Most critics and commentators agree that S/Z is Roland Barthes’s masterwork, a summa, or compendium of his views, a model of practical structuralist analysis. The work has even been called one of the most celebrated masterworks of contemporary criticism. Barthes’s method has been much imitated since the publication of S/Z, and the ideas which Barthes generated in the many “digressions” in the work have proved fruitful for subsequent critics. Much of what is now called “narratology,” that is, the theoretical study of narrative structure, derives from S/Z.

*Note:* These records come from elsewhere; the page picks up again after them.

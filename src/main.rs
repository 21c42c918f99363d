//! sessionbox - session-scoped container sandboxes with an HTTP API.
//!
//! Usage:
//!   sessionbox serve [--port 8000]                          # Start HTTP server
//!   sessionbox run --session s1 --language python a.py b.py # Run files once

use clap::{Parser, Subcommand};
use sessionbox::http_server::{self, AppState};
use sessionbox::{
    CodeBlock, DockerEngine, ExecutionRequest, IdleReaper, Language, Orchestrator, ReaperConfig,
    SandboxConfig, SessionKey, SessionRegistry,
};
use std::path::PathBuf;
use std::process::exit;
use std::sync::Arc;
use tracing::{error, info};
use tracing_subscriber::EnvFilter;

#[derive(Parser, Debug)]
#[command(name = "sessionbox")]
#[command(about = "Session-scoped container sandboxes with an HTTP API")]
struct Args {
    #[command(subcommand)]
    command: Commands,

    #[command(flatten)]
    sandbox: SandboxConfig,

    #[command(flatten)]
    reaper: ReaperConfig,
}

#[derive(Subcommand, Debug)]
enum Commands {
    /// Start the HTTP server
    Serve {
        /// Port to listen on
        #[arg(long, env = "PORT", default_value = "8000")]
        port: u16,
    },
    /// Run local files as consecutive blocks in a session sandbox
    Run {
        /// Session the sandbox belongs to
        #[arg(long, default_value = "cli")]
        session: String,

        /// Language every file is run with
        #[arg(long, default_value = "python")]
        language: String,

        /// Leave the sandbox running afterwards
        #[arg(long)]
        keep: bool,

        /// Source files, run in the given order
        #[arg(required = true)]
        files: Vec<PathBuf>,
    },
}

#[tokio::main]
async fn main() {
    tracing_subscriber::fmt()
        .with_env_filter(
            EnvFilter::try_from_default_env().unwrap_or_else(|_| EnvFilter::new("info")),
        )
        .init();

    let args = Args::parse();

    if let Err(e) = args.sandbox.memory_bytes() {
        eprintln!("Error: {}", e);
        exit(2);
    }

    let engine = match DockerEngine::connect() {
        Ok(engine) => Arc::new(engine),
        Err(e) => {
            eprintln!("Error: {}", e);
            exit(1);
        }
    };
    let registry = Arc::new(SessionRegistry::new(engine, args.sandbox));
    let orchestrator = Orchestrator::new(registry.clone());

    match args.command {
        Commands::Serve { port } => {
            IdleReaper::new(registry, args.reaper).spawn();
            let shutdown = async {
                if let Err(e) = tokio::signal::ctrl_c().await {
                    error!("Failed to listen for shutdown signal: {}", e);
                }
                info!("Shutdown signal received");
            };
            if let Err(e) = http_server::run_server(port, AppState { orchestrator }, shutdown).await
            {
                eprintln!("Error: {}", e);
                exit(1);
            }
        }
        Commands::Run {
            session,
            language,
            keep,
            files,
        } => {
            let language = Language::parse(&language);
            let mut code_blocks = Vec::with_capacity(files.len());
            for path in &files {
                match tokio::fs::read_to_string(path).await {
                    Ok(code) => code_blocks.push(CodeBlock {
                        code,
                        language: language.clone(),
                        files: None,
                    }),
                    Err(e) => {
                        eprintln!("Error: {}: {}", path.display(), e);
                        exit(1);
                    }
                }
            }

            let request = ExecutionRequest {
                key: SessionKey::session(session.clone()),
                code_blocks,
            };
            let outcome = orchestrator.handle(&request).await;
            if !keep {
                if let Err(e) = orchestrator.kill(&session).await {
                    error!(session = %session, error = %e, "Failed to stop sandbox");
                }
            }

            match outcome {
                Ok(result) => {
                    print!("{}", result.console);
                    if !result.output.is_empty() {
                        eprintln!("--- output ---");
                        print!("{}", result.output);
                    }
                    exit(i32::try_from(result.exit_code).unwrap_or(1));
                }
                Err(e) => {
                    eprintln!("Error: {}", e);
                    exit(1);
                }
            }
        }
    }
}
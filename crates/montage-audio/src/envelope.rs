//! Linear fade envelopes.
//!
//! Evaluated against the engine's monotonic clock (`f64` seconds) rather
//! than wall time so tests can drive them with synthetic deltas.

/// A gain envelope: a held level plus at most one in-flight linear ramp.
#[derive(Debug, Clone)]
pub struct FadeEnvelope {
    level: f64,
    ramp: Option<Ramp>,
}

#[derive(Debug, Clone)]
struct Ramp {
    from: f64,
    to: f64,
    start: f64,
    duration: f64,
}

impl FadeEnvelope {
    /// Unity envelope, no ramp.
    pub fn new() -> Self {
        Self {
            level: 1.0,
            ramp: None,
        }
    }

    /// Start a linear ramp `from`→`to` over `duration` seconds, replacing
    /// any ramp already in flight. A zero duration applies `to` at once.
    pub fn ramp(&mut self, from: f64, to: f64, duration: f64, now: f64) {
        if duration <= 0.0 {
            self.level = to;
            self.ramp = None;
            return;
        }
        self.ramp = Some(Ramp {
            from,
            to,
            start: now,
            duration,
        });
        self.level = from;
    }

    /// Hold a fixed level, cancelling any ramp.
    pub fn set_level(&mut self, level: f64) {
        self.level = level;
        self.ramp = None;
    }

    /// Evaluate the envelope, retiring the ramp once it completes.
    pub fn value_at(&mut self, now: f64) -> f64 {
        if let Some(ramp) = &self.ramp {
            let t = (now - ramp.start) / ramp.duration;
            if t >= 1.0 {
                self.level = ramp.to;
                self.ramp = None;
            } else if t > 0.0 {
                self.level = ramp.from + (ramp.to - ramp.from) * t;
            }
        }
        self.level
    }

    /// True while a ramp is in flight.
    pub fn is_ramping(&self) -> bool {
        self.ramp.is_some()
    }
}

impl Default for FadeEnvelope {
    fn default() -> Self {
        Self::new()
    }
}
//! Montage Playback - the interactive preview engine
//!
//! A finite-state orchestrator that owns one video render surface and
//! on-demand audio-only players, consumes the clip resolver and the audio
//! graph, and exposes play/pause/seek/rate/volume plus playhead and
//! end-of-timeline notifications.
//!
//! Control flow is event-driven: every asynchronous media operation
//! (attach, seek, play) is answered by a named [`SurfaceEvent`], and the
//! per-display-tick [`PlaybackEngine::advance`] call only republishes
//! position and walks through gaps — it never decides clip transitions.

pub mod engine;
pub mod scheduler;
pub mod surface;
pub mod testing;

pub use engine::{PlaybackEngine, PlaybackEvent, PlaybackState, PlayerBackend};
pub use scheduler::FrameTicker;
pub use surface::{SurfaceEvent, VideoSurface};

The book falls into a tradition of critical analyses which use individual works from which to derive theoretical knowledge about the nature of narrative. Although the tradition is as old as Aristotle’s study of tragedy in the Poetics, the most immediate predecessor within the twentieth century formalist tradition is Vladimir Propp’s Morfologiya skazki (1928; Morphology of the Folktale, 1958). Other, more recent, works within this tradition are Claude Levi-Strauss’ structural study of myth in 1955 and Tzvetan Todorov’s study of Giovanni Boccaccio’s The Decameron in 1969.

In terms of Roland Barthes’s own life’s work, many critics believe that S/Z not only constitutes a high-water mark in his career but also signals Barthes’s impending shift from structuralism to poststructuralism, for in the work he moves beyond structuralism’s concern with discovering “deep structures” of unity and totality toward the purposeful fragmentation and undermining of such an effort which is typical of modern “deconstruction.” Regardless of whether readers see S/Z as the high point of structuralism or the harbinger of deconstruction, no one interested in modern literary theory can afford to ignore it. When structuralism as a methodology and deconstruction as a point of view pass away from current literary criticism to be replaced by yet another critical perspective, S/Z will still remain for the valuable insights it provides readers into the nature of narrative.

Bibliography

Culler, Jonathan. Roland Barthes, 1983.

Culler, Jonathan. Structuralist Poetics: Structuralism, Linguistics, and the Study of Literature, 1975.

Hawkes, Terrence. Structuralism and Semiotics, 1977.

Johnson, Barbara. The Critical Difference: Essays in the Contemporary Rhetoric of Reading, 1980.

Leitch, Vincent B. Deconstructive Criticism: An Advanced Introduction, 1983.

Scholes, Robert E. Structuralism in Literature: An Introduction, 1974.

Sturrock, John, ed. Structuralism and Since: From Levi-Strauss to Derrida, 1979.